Paul Couteau

Paul Couteau est un astronome français né le à La Roche-sur-Yon (Vendée) et mort le à Nice (Alpes-Maritimes). Son action pour la rénovation du grand équatorial de l’observatoire de Nice et ses découvertes de milliers d’étoiles doubles lui ont fait acquérir une notoriété incontestée dans le monde de l’astronomie.

Biographie

Jeunesse

Il passe ses premières années dans la maison familiale donnant sur la place de la préfecture de La Roche sur Yon, entouré de son père, juriste gérant son propre cabinet d’assurances, de sa mère, d’un frère aîné et d’une sœur cadette[1].

Il vit douloureusement sa scolarité, aussi bien primaire que secondaire, dans l’institution Richelieu de La Roche-sur-Yon à étudier essentiellement le latin, le grec et les lettres, « quatorze ans, dont treize de souffrances ». Seule l’année de terminale en mathématiques élémentaires lui apporte enfin des satisfactions[1].

Il se réfugie dans « la lecture des ouvrages si bien illustrés de Camille Flammarion, le poète qui portait aux rêves » et « ceux de l’abbé Moreux, l’éducateur »[1].

Après en avoir longuement rêvé, il se voit offrir par son père, le , une lunette Secrétan en cuivre de 61 mm. Il acquiert très vite la maîtrise du pointage et du suivi des étoiles et peut assouvir sa passion pour l’astronomie. Il se consacre également avec succès au cyclisme et au tennis de table[1].

Formation et diplômes universitaires

Ayant obtenu son baccalauréat philosophie-mathématiques élémentaires en juin 1944, il entre à la faculté catholique d’Angers en novembre 1944 et obtient sa licence de mathématiques et de physique en 1947.

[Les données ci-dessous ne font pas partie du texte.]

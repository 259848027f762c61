//! Fenced resource pool for fixed-identity transfer buffers.
//!
//! Hands out recycled buffers without forcing a device sync per frame:
//! every entry carries a fence that is armed on release and must signal
//! before the buffer can be recycled. Free entries are keyed by size;
//! recycling takes the least-recently-used entry of the smallest fitting
//! size, and if that one's fence hasn't signaled no newer entry is tried
//! either.
//!
//! Allocation beyond the soft byte/count maxima purges LRU purgeable free
//! entries; when purging can't get back under, the hard floor applies: if
//! free system memory is below the configured fraction, `acquire` returns
//! None and the caller takes its unpooled path.

use std::collections::{BTreeMap, HashMap, VecDeque};
use std::sync::atomic::{AtomicBool, Ordering};
use std::sync::{Arc, Mutex};

use log::debug;

use crate::config::{FixedPoolConfig, MemoryProbe, PoolConfig};

/// Synchronization object attached to every pool entry.
///
/// `arm` is called when a buffer is released (its previous consumer may
/// still be reading); `signaled` reports whether that consumer finished.
pub trait PoolFence: Send + Sync {
    fn arm(&self);
    fn signaled(&self) -> bool;
}

/// Host-memory fence: the consumer is done by the time release is called
#[derive(Debug, Default)]
pub struct HostFence;

impl PoolFence for HostFence {
    fn arm(&self) {}

    fn signaled(&self) -> bool {
        true
    }
}

/// Externally driven fence for device backends and tests
#[derive(Debug, Default)]
pub struct ManualFence {
    pending: AtomicBool,
}

impl ManualFence {
    pub fn new() -> Self {
        Self::default()
    }

    /// The prior consumer finished; the buffer may be recycled
    pub fn signal(&self) {
        self.pending.store(false, Ordering::Release);
    }
}

impl PoolFence for ManualFence {
    fn arm(&self) {
        self.pending.store(true, Ordering::Release);
    }

    fn signaled(&self) -> bool {
        !self.pending.load(Ordering::Acquire)
    }
}

/// Anything the pool can recycle
pub trait PoolResource: Send {
    fn byte_size(&self) -> usize;
}

impl PoolResource for Vec<u8> {
    fn byte_size(&self) -> usize {
        self.len()
    }
}

impl PoolResource for Vec<f32> {
    fn byte_size(&self) -> usize {
        self.len() * std::mem::size_of::<f32>()
    }
}

/// A checked-out buffer. The caller owns the resource until `release`.
pub struct PoolLease<T> {
    pub resource: T,
    pub fence: Arc<dyn PoolFence>,
    id: u64,
    size: usize,
}

impl<T> PoolLease<T> {
    pub fn id(&self) -> u64 {
        self.id
    }

    pub fn size(&self) -> usize {
        self.size
    }
}

type Allocator<T> = Box<dyn Fn(usize) -> Option<T> + Send + Sync>;
type FenceFactory = Box<dyn Fn() -> Arc<dyn PoolFence> + Send + Sync>;

struct FreeEntry<T> {
    id: u64,
    resource: T,
    fence: Arc<dyn PoolFence>,
    stamp: u64,
    purgeable: bool,
}

struct UsedEntry {
    fence: Arc<dyn PoolFence>,
    size: usize,
    purgeable: bool,
}

struct PoolInner<T> {
    free: BTreeMap<usize, VecDeque<FreeEntry<T>>>,
    used: HashMap<u64, UsedEntry>,
    cur_stamp: u64,
    next_id: u64,
    alloc_bytes: usize,
    alloc_count: usize,
}

pub struct ResourcePool<T: PoolResource> {
    cfg: PoolConfig,
    probe: Arc<dyn MemoryProbe>,
    alloc: Allocator<T>,
    fences: FenceFactory,
    inner: Mutex<PoolInner<T>>,
}

/// Staging buffers for host-to-device upload
pub type StagingPool = ResourcePool<Vec<f32>>;

impl ResourcePool<Vec<f32>> {
    /// Staging pool with plain vector buffers and host fences
    pub fn staging(cfg: PoolConfig, probe: Arc<dyn MemoryProbe>) -> Self {
        Self::new(
            cfg,
            probe,
            Box::new(|n| Some(vec![0.0f32; n])),
            Box::new(|| Arc::new(HostFence) as Arc<dyn PoolFence>),
        )
    }
}

impl<T: PoolResource> ResourcePool<T> {
    pub fn new(
        cfg: PoolConfig,
        probe: Arc<dyn MemoryProbe>,
        alloc: Allocator<T>,
        fences: FenceFactory,
    ) -> Self {
        Self {
            cfg,
            probe,
            alloc,
            fences,
            inner: Mutex::new(PoolInner {
                free: BTreeMap::new(),
                used: HashMap::new(),
                cur_stamp: 0,
                next_id: 0,
                alloc_bytes: 0,
                alloc_count: 0,
            }),
        }
    }

    /// Fixed-size variant: pre-allocate the whole pool of same-size buffers
    /// up front so first use never stalls on allocation. Buffer size, then
    /// buffer count, are reduced to fit the upper memory limit.
    pub fn fixed_size(
        mut cfg: PoolConfig,
        fixed: &FixedPoolConfig,
        probe: Arc<dyn MemoryProbe>,
        alloc: Allocator<T>,
        fences: FenceFactory,
    ) -> Self {
        // Slightly more buffers than the prefetcher can use, to cover
        // buffers held for processing
        const EXTRA: f32 = 1.05;

        let min_count = ((fixed.min_buffers as f32) * EXTRA).ceil() as usize;
        let pool_min_bytes = fixed.min_item_size * min_count;

        let mut item_size = fixed.max_item_size;
        let mut count = ((fixed.max_buffers as f32) * EXTRA).ceil() as usize;
        let mut pool_bytes = item_size * count;

        let upper = if fixed.upper_limit_bytes != 0 {
            fixed.upper_limit_bytes
        } else {
            pool_bytes
        };

        if pool_min_bytes > upper {
            // Even the minimum fixed pool doesn't fit; run variable-size
            debug!(
                "fixed pool minimum {} exceeds limit {}, using variable pool",
                pool_min_bytes, upper
            );
            cfg.soft_max_bytes = upper;
            return Self::new(cfg, probe, alloc, fences);
        }

        if pool_bytes > upper {
            // Shrink the buffers first, the count second
            pool_bytes = upper;
            item_size = pool_bytes / count;
            if fixed.min_item_size > item_size {
                count = pool_bytes / fixed.min_item_size;
                item_size = pool_bytes / count;
            }
        }

        // The hard floor applies only after pre-allocation so the warm-up
        // itself can't be refused
        let hard_floor = cfg.hard_min_free_fraction;
        cfg.hard_min_free_fraction = 0.0;
        cfg.soft_max_buffers = count;
        cfg.soft_max_bytes = 0;
        cfg.recycle_exact_size_only = false;
        cfg.recycle_min_percentage = 0.0;
        cfg.max_item_size = item_size;

        let pool = Self::new(cfg, probe, alloc, fences);
        let mut leases = Vec::with_capacity(count);
        for _ in 0..count {
            if let Some(lease) = pool.acquire_with(item_size, false) {
                leases.push(lease);
            }
        }
        debug!(
            "fixed pool warmed: {} buffers of {} bytes",
            leases.len(),
            item_size
        );
        for lease in leases {
            pool.release(lease);
        }

        let mut pool = pool;
        pool.cfg.hard_min_free_fraction = hard_floor;
        pool
    }

    /// Recycle-or-allocate a buffer of `size`. None when the size exceeds
    /// the per-item cap or the hard memory floor would be violated.
    pub fn acquire(&self, size: usize) -> Option<PoolLease<T>> {
        self.acquire_with(size, true)
    }

    fn acquire_with(&self, size: usize, purgeable: bool) -> Option<PoolLease<T>> {
        if self.cfg.max_item_size != 0 && size > self.cfg.max_item_size {
            return None;
        }

        if let Some(lease) = self.recycle(size) {
            // Recycling may still leave the pool over a soft maximum if
            // the limits were lowered; trim opportunistically
            let mut guard = self.inner.lock().unwrap_or_else(|e| e.into_inner());
            let inner = &mut *guard;
            if self.cfg.soft_max_bytes > 0 && inner.alloc_bytes > self.cfg.soft_max_bytes {
                let need = inner.alloc_bytes - self.cfg.soft_max_bytes;
                Self::purge_locked(inner, need, 0);
            }
            if self.cfg.soft_max_buffers > 0 && inner.alloc_count > self.cfg.soft_max_buffers {
                let need = inner.alloc_count - self.cfg.soft_max_buffers;
                Self::purge_locked(inner, 0, need);
            }
            return Some(lease);
        }

        // Allocate new; purge toward the soft maxima first
        let mut guard = self.inner.lock().unwrap_or_else(|e| e.into_inner());
        let inner = &mut *guard;

        let mut over_soft = false;
        if self.cfg.soft_max_bytes > 0 && inner.alloc_bytes + size > self.cfg.soft_max_bytes {
            let need = inner.alloc_bytes + size - self.cfg.soft_max_bytes;
            over_soft |= !Self::purge_locked(inner, need, 0);
        }
        if self.cfg.soft_max_buffers > 0 && inner.alloc_count + 1 > self.cfg.soft_max_buffers {
            let need = inner.alloc_count + 1 - self.cfg.soft_max_buffers;
            over_soft |= !Self::purge_locked(inner, 0, need);
        }

        if over_soft {
            // Going past the soft limits is allowed until the hard floor
            let free = self.probe.free_fraction();
            if free < self.cfg.hard_min_free_fraction {
                debug!(
                    "pool acquire({}) refused: free memory {:.2} below floor {:.2}",
                    size, free, self.cfg.hard_min_free_fraction
                );
                return None;
            }
        }

        let resource = (self.alloc)(size)?;
        let fence = (self.fences)();
        inner.cur_stamp += 1;
        inner.next_id += 1;
        let id = inner.next_id;
        inner.used.insert(
            id,
            UsedEntry {
                fence: Arc::clone(&fence),
                size,
                purgeable,
            },
        );
        inner.alloc_bytes += size;
        inner.alloc_count += 1;

        Some(PoolLease {
            resource,
            fence,
            id,
            size,
        })
    }

    /// Return a buffer; its fence is armed and it joins the free bucket
    /// for its size. Not recyclable until the fence signals.
    pub fn release(&self, lease: PoolLease<T>) {
        let mut guard = self.inner.lock().unwrap_or_else(|e| e.into_inner());
        let inner = &mut *guard;

        let Some(used) = inner.used.remove(&lease.id) else {
            debug!("pool release of unknown lease {}", lease.id);
            return;
        };

        used.fence.arm();
        inner.cur_stamp += 1;
        let entry = FreeEntry {
            id: lease.id,
            resource: lease.resource,
            fence: used.fence,
            stamp: inner.cur_stamp,
            purgeable: used.purgeable,
        };
        inner.free.entry(used.size).or_default().push_back(entry);
    }

    fn recycle(&self, size: usize) -> Option<PoolLease<T>> {
        let mut guard = self.inner.lock().unwrap_or_else(|e| e.into_inner());
        let inner = &mut *guard;

        let max_size = if self.cfg.recycle_exact_size_only {
            size
        } else if self.cfg.recycle_min_percentage == 0.0 {
            usize::MAX
        } else {
            (size as f32 / self.cfg.recycle_min_percentage) as usize
        };

        let bucket = inner
            .free
            .range(size..)
            .next()
            .map(|(k, _)| *k)
            .filter(|k| *k <= max_size)?;

        let queue = inner.free.get_mut(&bucket)?;
        // The LRU front is the recycling candidate; if its fence hasn't
        // been reached, no younger buffer's has either
        if !queue.front()?.fence.signaled() {
            return None;
        }
        let entry = queue.pop_front()?;
        if queue.is_empty() {
            inner.free.remove(&bucket);
        }

        inner.cur_stamp += 1;
        inner.used.insert(
            entry.id,
            UsedEntry {
                fence: Arc::clone(&entry.fence),
                size: bucket,
                purgeable: entry.purgeable,
            },
        );

        Some(PoolLease {
            resource: entry.resource,
            fence: entry.fence,
            id: entry.id,
            size: bucket,
        })
    }

    /// Destroy LRU purgeable free entries until `min_bytes`/`min_count`
    /// are reclaimed. True when both targets were met.
    fn purge_locked(inner: &mut PoolInner<T>, min_bytes: usize, min_count: usize) -> bool {
        let mut purged_bytes = 0usize;
        let mut purged_count = 0usize;

        while !inner.free.is_empty()
            && (min_bytes == 0 || purged_bytes < min_bytes)
            && (min_count == 0 || purged_count < min_count)
        {
            // Oldest purgeable entry across all size buckets
            let mut victim: Option<(usize, usize, u64)> = None;
            for (bucket, queue) in inner.free.iter() {
                for (idx, entry) in queue.iter().enumerate() {
                    if entry.purgeable && victim.map(|(_, _, s)| entry.stamp < s).unwrap_or(true)
                    {
                        victim = Some((*bucket, idx, entry.stamp));
                    }
                    if entry.purgeable {
                        break;
                    }
                }
            }

            let Some((bucket, idx, _)) = victim else {
                break;
            };
            if let Some(queue) = inner.free.get_mut(&bucket) {
                queue.remove(idx);
                if queue.is_empty() {
                    inner.free.remove(&bucket);
                }
            }
            purged_bytes += bucket;
            purged_count += 1;
            inner.alloc_bytes = inner.alloc_bytes.saturating_sub(bucket);
            inner.alloc_count = inner.alloc_count.saturating_sub(1);
            debug!("pool purged {} bytes (stamp order)", bucket);
        }

        (min_bytes == 0 || purged_bytes >= min_bytes)
            && (min_count == 0 || purged_count >= min_count)
    }

    /// (allocated bytes, allocated buffer count)
    pub fn allocated(&self) -> (usize, usize) {
        let inner = self.inner.lock().unwrap_or_else(|e| e.into_inner());
        (inner.alloc_bytes, inner.alloc_count)
    }

    pub fn free_count(&self) -> usize {
        let inner = self.inner.lock().unwrap_or_else(|e| e.into_inner());
        inner.free.values().map(|q| q.len()).sum()
    }

    pub fn used_count(&self) -> usize {
        let inner = self.inner.lock().unwrap_or_else(|e| e.into_inner());
        inner.used.len()
    }

    pub fn max_item_size(&self) -> usize {
        self.cfg.max_item_size
    }
}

Parallèlement à sa carrière professionnelle intense, il soutient à la Sorbonne le sa thèse de doctorat consacrée à l’étude du spectre des naines blanches et dirigée par Evry Schatzman[2].

Vie professionnelle

En 1949, il devient stagiaire  à l’Institut d’astrophysique de Paris au service de la carte du ciel.

Le , il commence sa carrière comme assistant à l’observatoire de Nice, devenu en 1988 l’observatoire de la Côte d'Azur, qu’il ne quitte professionnellement qu’à sa retraite.

En 1956, il est nommé chargé de recherches. En 1959, il est promu  astronome-adjoint par le conseil des observatoires, constitué des astronomes et des directeurs titulaires[1].

À partir de 1963, il dirige la rénovation du grand équatorial de l’observatoire de Nice. En , il effectue des missions d’étude à l’observatoire de Belgrade.

De 1967 à 1970, il préside la Commission 26 des étoiles doubles de l’Union astronomique internationale (UAI).

En 1969, il achève la restauration du grand équatorial et est nommé astronome titulaire.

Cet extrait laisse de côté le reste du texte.